Personal information
- Born: 10 May 1988 (age 38) Durán, Guayas, Ecuador
- Height: 183 cm (6 ft 0 in)
- Weight: 91 kg (201 lb)

Boxing career
- Weight class: Heavyweight, Light heavyweight
- Stance: Southpaw

Boxing record
- Total fights: 53
- Wins: 32
- Win by KO: 1
- Losses: 21
- Draws: 0
- No contests: 0

Medal record
Men's boxing
Representing Ecuador
World Championships
| Silver medal – second place | 2019 Yekaterinburg | Heavyweight |
Pan American Games
| Silver medal – second place | 2011 Guadalajara | Heavyweight |
| Silver medal – second place | 2019 Lima | Heavyweight |
| Bronze medal – third place | 2007 Rio | Light heavyweight |
| Bronze medal – third place | 2023 Santiago | Heavyweight |
Pan American Championship
| Bronze medal – third place | 2017 Tegucigalpa | Heavyweight |
South American Games
| Gold medal – first place | 2010 Medellín | Heavyweight |
| Gold medal – first place | 2022 Asunción | Heavyweight |
| Silver medal – second place | 2018 Cochabamba | Heavyweight |
| Bronze medal – third place | 2006 Buenos Aires | Light heavyweight |

= Julio Castillo (boxer) =

Ecuadorian boxer (born 1988)

Julio César Castillo Torres (born 10 May 1988) is an Ecuadorian amateur boxer.
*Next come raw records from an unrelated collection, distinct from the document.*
//! Task record owned by the task service.

use chrono::{DateTime, Utc};
use serde::{Deserialize, Serialize};
use uuid::Uuid;

#[derive(Debug, Clone, Copy, PartialEq, Eq, Serialize, Deserialize)]
#[serde(rename_all = "snake_case")]
pub enum TaskStatus {
    Pending,
    InProgress,
    Completed,
    Cancelled,
}

impl TaskStatus {
    pub fn as_str(&self) -> &'static str {
        match self {
            TaskStatus::Pending => "pending",
            TaskStatus::InProgress => "in_progress",
            TaskStatus::Completed => "completed",
            TaskStatus::Cancelled => "cancelled",
        }
    }

    pub fn parse(raw: &str) -> Option<Self> {
        match raw {
            "pending" => Some(TaskStatus::Pending),
            "in_progress" => Some(TaskStatus::InProgress),
            "completed" => Some(TaskStatus::Completed),
            "cancelled" => Some(TaskStatus::Cancelled),
            _ => None,
        }
    }
}

impl std::fmt::Display for TaskStatus {
    fn fmt(&self, f: &mut std::fmt::Formatter<'_>) -> std::fmt::Result {
        write!(f, "{}", self.as_str())
    }
}

#[derive(Debug, Clone, PartialEq, Serialize, Deserialize)]
#[serde(rename_all = "camelCase")]
pub struct Task {
    pub id: String,
    pub title: String,
    #[serde(skip_serializing_if = "Option::is_none")]
    pub description: Option<String>,
    pub status: TaskStatus,
    pub created_at: DateTime<Utc>,
    pub updated_at: DateTime<Utc>,
}

impl Task {
    pub fn new(title: impl Into<String>, description: Option<String>) -> Self {
        let now = Utc::now();
        Self {
            id: Uuid::new_v4().to_string(),
            title: title.into(),
            description,
            status: TaskStatus::Pending,
            created_at: now,
            updated_at: now,
        }
    }
}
He won two medals at the Pan American Games: a bronze in 2007 and a silver in 2011.

==Career==
At the 2006 South American Games, Castillo lost to Hamilton Ventura in the semifinals and ended up with a bronze medal. At the 2007 Pan American Games, he won 15:5 against Carlos Negron, but lost to the eventual winner Eleider Alvarez 8:10 in the semifinal. He failed to qualify for the 2008 Summer Olympics and went up to heavyweight, winning a silver at the 2011 Pan American Games.

At the 2012 Olympic qualifier, he lost 8:14 to Michael Hunter, but qualified for the Olympics on the strength of "two wins vs no-names". He lost in the first bout at both the 2012 and 2016 Olympics.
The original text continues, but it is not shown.